Divergent roles for the RH5 complex components, CyRPA and RIPR in human-infective malaria parasites
Fig 1
Role of basigin (BSG) as a receptor for erythrocyte invasion by P. falciparum, P. knowlesi and P. vivax.
(A) Merozoite invasion inhibition assay in the presence of anti-BSG mAb MEM-M6/6 or BSG protein for P. falciparum and (B) P. knowlesi. Late schizonts of P. falciparum and P. knowlesi were manually ruptured and the merozoites added to fresh erythrocytes, either with no additives, with heparin, MEM-M6/6, or BSG. Invasion was quantified after 12 h using flow cytometry. Three independent experiments were performed for P. falciparum and two for P. knowlesi in triplicate. Invasion is normalised to the RPMI medium alone control, and mean and standard deviation are displayed. (C) Growth inhibition assay (GIA) using schizont cultures of P. falciparum and (D) P. knowlesi in the presence of serial dilutions of anti-BSG mouse mAbs MEM-M6/6 and TRA-1-85, anti-BSG goat polyclonal IgG, anti-DARC CA111 nanobody as well as non-specific mouse and goat IgG (legend in box on the right of plot D). Parasitemias of three independent experiments in triplicate were measured 40 h after setup using flow cytometry.
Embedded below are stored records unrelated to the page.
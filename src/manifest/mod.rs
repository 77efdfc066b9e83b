// src/manifest/mod.rs

//! Manifest parsing
//!
//! The manifest (`pinion.toml`) declares the requested dependencies, the
//! sources they may come from, explicitly requested target platforms, and
//! optional group exclusions. The resolution core consumes the typed form
//! only; everything textual stays in this module.

use crate::error::{Error, Result};
use crate::index::{Dependency, SourceId, SourceKind};
use crate::platform::Platform;
use crate::version::{Requirement, Version};
use serde::Deserialize;
use std::collections::{BTreeMap, BTreeSet};
use std::path::{Path, PathBuf};

/// Default manifest file name.
pub const MANIFEST_NAME: &str = "pinion.toml";

/// A declared source plus the local directory it reads from.
#[derive(Debug, Clone, PartialEq)]
pub struct SourceConfig {
    pub id: SourceId,
    pub root: PathBuf,
}

/// Typed manifest contents.
#[derive(Debug, Clone)]
pub struct Manifest {
    pub dependencies: Vec<Dependency>,
    pub sources: Vec<SourceConfig>,
    pub requested_platforms: Vec<Platform>,
    pub excluded_groups: BTreeSet<String>,
    pub runtime_version: Option<Version>,
}

#[derive(Debug, Deserialize)]
#[serde(deny_unknown_fields)]
struct RawManifest {
    #[serde(default)]
    source: Vec<RawSource>,
    #[serde(default)]
    dependencies: BTreeMap<String, RawDependency>,
    #[serde(default)]
    platforms: Vec<String>,
    #[serde(default, rename = "exclude-groups")]
    exclude_groups: Vec<String>,
    #[serde(default, rename = "runtime-version")]
    runtime_version: Option<String>,
}

#[derive(Debug, Deserialize)]
#[serde(deny_unknown_fields)]
struct RawSource {
    kind: String,
    remote: String,
    path: String,
    #[serde(default)]
    revision: Option<String>,
}

#[derive(Debug, Deserialize)]
#[serde(untagged)]
enum RawDependency {
    Requirement(String),
    Detailed {
        #[serde(default)]
        version: Option<String>,
        #[serde(default)]
        groups: Vec<String>,
        #[serde(default)]
        platform: Option<String>,
        /// Remote of a declared source this dependency is pinned to.
        #[serde(default)]
        source: Option<String>,
    },
}

impl Manifest {
    pub fn load(path: &Path) -> Result<Self> {
        let text = std::fs::read_to_string(path)?;
        let base = path.parent().unwrap_or(Path::new("."));
        Self::parse(&text, base)
    }

    pub fn parse(text: &str, base_dir: &Path) -> Result<Self> {
        let raw: RawManifest =
            toml::from_str(text).map_err(|e| Error::Manifest(e.to_string()))?;

        let mut sources = Vec::new();
        for entry in &raw.source {
            let kind = match entry.kind.to_ascii_lowercase().as_str() {
                "registry" => SourceKind::Registry,
                "git" => SourceKind::Git,
                "path" => SourceKind::Path,
                other => {
                    return Err(Error::Manifest(format!("unknown source kind '{}'", other)));
                }
            };
            if kind == SourceKind::Git && entry.revision.is_none() {
                return Err(Error::Manifest(format!(
                    "git source '{}' requires a revision",
                    entry.remote
                )));
            }
            sources.push(SourceConfig {
                id: SourceId {
                    kind,
                    remote: entry.remote.clone(),
                    revision: entry.revision.clone(),
                },
                root: base_dir.join(&entry.path),
            });
        }
        if sources.is_empty() {
            return Err(Error::Manifest("at least one source is required".to_string()));
        }

        let mut dependencies = Vec::new();
        for (name, raw_dep) in &raw.dependencies {
            dependencies.push(build_dependency(name, raw_dep, &sources)?);
        }

        let mut requested_platforms = Vec::new();
        for text in &raw.platforms {
            requested_platforms.push(Platform::parse(text)?);
        }

        let runtime_version = match &raw.runtime_version {
            Some(text) => Some(Version::parse(text)?),
            None => None,
        };

        Ok(Self {
            dependencies,
            sources,
            requested_platforms,
            excluded_groups: raw.exclude_groups.iter().cloned().collect(),
            runtime_version,
        })
    }

    /// Root dependencies that survive group exclusion. A dependency with no
    /// groups is always kept.
    pub fn runtime_roots(&self) -> Vec<Dependency> {
        self.dependencies
            .iter()
            .filter(|dep| {
                dep.groups.is_empty()
                    || !dep
                        .groups
                        .iter()
                        .all(|group| self.excluded_groups.contains(group))
            })
            .cloned()
            .collect()
    }
}

fn build_dependency(
    name: &str,
    raw: &RawDependency,
    sources: &[SourceConfig],
) -> Result<Dependency> {
    match raw {
        RawDependency::Requirement(req) => {
            Ok(Dependency::new(name, Requirement::parse(req)?))
        }
        RawDependency::Detailed {
            version,
            groups,
            platform,
            source,
        } => {
            let req = match version {
                Some(text) => Requirement::parse(text)?,
                None => Requirement::any(),
            };
            let mut dep = Dependency::new(name, req);
            for group in groups {
                dep = dep.with_group(group);
            }
            if let Some(text) = platform {
                dep = dep.with_platform(Platform::parse(text)?);
            }
            if let Some(remote) = source {
                let declared = sources
                    .iter()
                    .find(|s| &s.id.remote == remote)
                    .ok_or_else(|| {
                        Error::Manifest(format!(
                            "dependency '{}' pins source '{}', which is not declared",
                            name, remote
                        ))
                    })?;
                dep = dep.with_source(declared.id.clone());
            }
            Ok(dep)
        }
    }
}

#[cfg(test)]
mod tests {
    use super::*;

    const SAMPLE: &str = r#"
runtime-version = "3.1.2"
platforms = ["x86_64-linux"]
exclude-groups = ["development"]

[[source]]
kind = "registry"
remote = "https://registry.example.org"
path = "registry"

[[source]]
kind = "git"
remote = "https://git.example.org/widgets.git"
path = "checkouts/widgets"
revision = "9f2c1aa"

[dependencies]
frame = "~> 2.0"
widgets = { source = "https://git.example.org/widgets.git" }
linter = { version = ">= 1.0", groups = ["development"] }
native-shim = { platform = "x86_64-linux" }
"#;

    #[test]
    fn test_parse_sample() {
        let manifest = Manifest::parse(SAMPLE, Path::new("/work")).unwrap();
        assert_eq!(manifest.sources.len(), 2);
        assert_eq!(manifest.dependencies.len(), 4);
        assert_eq!(manifest.requested_platforms.len(), 1);
        assert_eq!(
            manifest.runtime_version,
            Some(Version::parse("3.1.2").unwrap())
        );
        assert_eq!(manifest.sources[0].root, PathBuf::from("/work/registry"));
    }

    #[test]
    fn test_dependency_forms() {
        let manifest = Manifest::parse(SAMPLE, Path::new("/work")).unwrap();
        let frame = manifest
            .dependencies
            .iter()
            .find(|d| d.name == "frame")
            .unwrap();
        assert_eq!(frame.req, Requirement::parse("~> 2.0").unwrap());

        let widgets = manifest
            .dependencies
            .iter()
            .find(|d| d.name == "widgets")
            .unwrap();
        assert_eq!(
            widgets.source.as_ref().unwrap().kind,
            SourceKind::Git
        );

        let shim = manifest
            .dependencies
            .iter()
            .find(|d| d.name == "native-shim")
            .unwrap();
        assert_eq!(
            shim.platform,
            Some(Platform::specific("x86_64", "linux"))
        );
    }

    #[test]
    fn test_group_exclusion() {
        let manifest = Manifest::parse(SAMPLE, Path::new("/work")).unwrap();
        let roots = manifest.runtime_roots();
        assert!(roots.iter().all(|d| d.name != "linter"));
        assert_eq!(roots.len(), 3);
    }

    #[test]
    fn test_rejects_undeclared_pinned_source() {
        let text = r#"
[[source]]
kind = "registry"
remote = "https://registry.example.org"
path = "registry"

[dependencies]
widgets = { source = "https://nowhere.example.org" }
"#;
        assert!(Manifest::parse(text, Path::new(".")).is_err());
    }

    #[test]
    fn test_rejects_git_source_without_revision() {
        let text = r#"
[[source]]
kind = "git"
remote = "https://git.example.org/x.git"
path = "x"
"#;
        assert!(Manifest::parse(text, Path::new(".")).is_err());
    }

    #[test]
    fn test_rejects_missing_sources() {
        assert!(Manifest::parse("[dependencies]\nframe = \"1.0\"\n", Path::new(".")).is_err());
    }
}
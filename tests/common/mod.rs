// tests/common/mod.rs

//! Shared test utilities and helpers for integration tests.

#![allow(dead_code)]

use pinion::{
    Candidate, CandidateIndex, Dependency, Platform, Requirement, RuntimeEnv, SourceId, Version,
};

pub fn v(s: &str) -> Version {
    Version::parse(s).unwrap()
}

pub fn r(s: &str) -> Requirement {
    Requirement::parse(s).unwrap()
}

pub fn registry() -> SourceId {
    SourceId::registry("https://registry.example.org")
}

pub fn linux() -> Platform {
    Platform::specific("x86_64", "linux")
}

pub fn darwin() -> Platform {
    Platform::specific("arm64", "darwin")
}

/// A generic registry candidate.
pub fn pkg(name: &str, version: &str) -> Candidate {
    Candidate::new(name, v(version), registry())
}

/// A registry candidate with a dependency edge.
pub fn pkg_dep(name: &str, version: &str, dep: &str, req: &str) -> Candidate {
    pkg(name, version).with_dep(Dependency::new(dep, r(req)))
}

pub fn index_of(candidates: Vec<Candidate>) -> CandidateIndex {
    let mut index = CandidateIndex::new();
    for candidate in candidates {
        index.add(candidate);
    }
    index
}

/// Runtime 3.1 on x86_64-linux, the assumed environment for most tests.
pub fn runtime() -> RuntimeEnv {
    RuntimeEnv::new(Some(v("3.1")), linux())
}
Mean and standard error are displayed. (E) Invasion inhibition assay using anti-BSG antibodies on field isolates of P. vivax. Blood samples were taken from patients in Peru, matured to schizont stage in vitro and incubated with anti-BSG mAb MEM-M6/6 and anti-BSG goat polyclonal IgG, as well as non-specific mouse IgG and goat IgG at 10 μg/ml. Ring stage parasitemia was determined by microscopy of Giemsa-stained blood smears. The relative parasitemia (in %) is displayed for each individual sample compared to control treatment of the same sample. Color-coding highlights the same patient samples treated with either of the anti-BSG antibodies.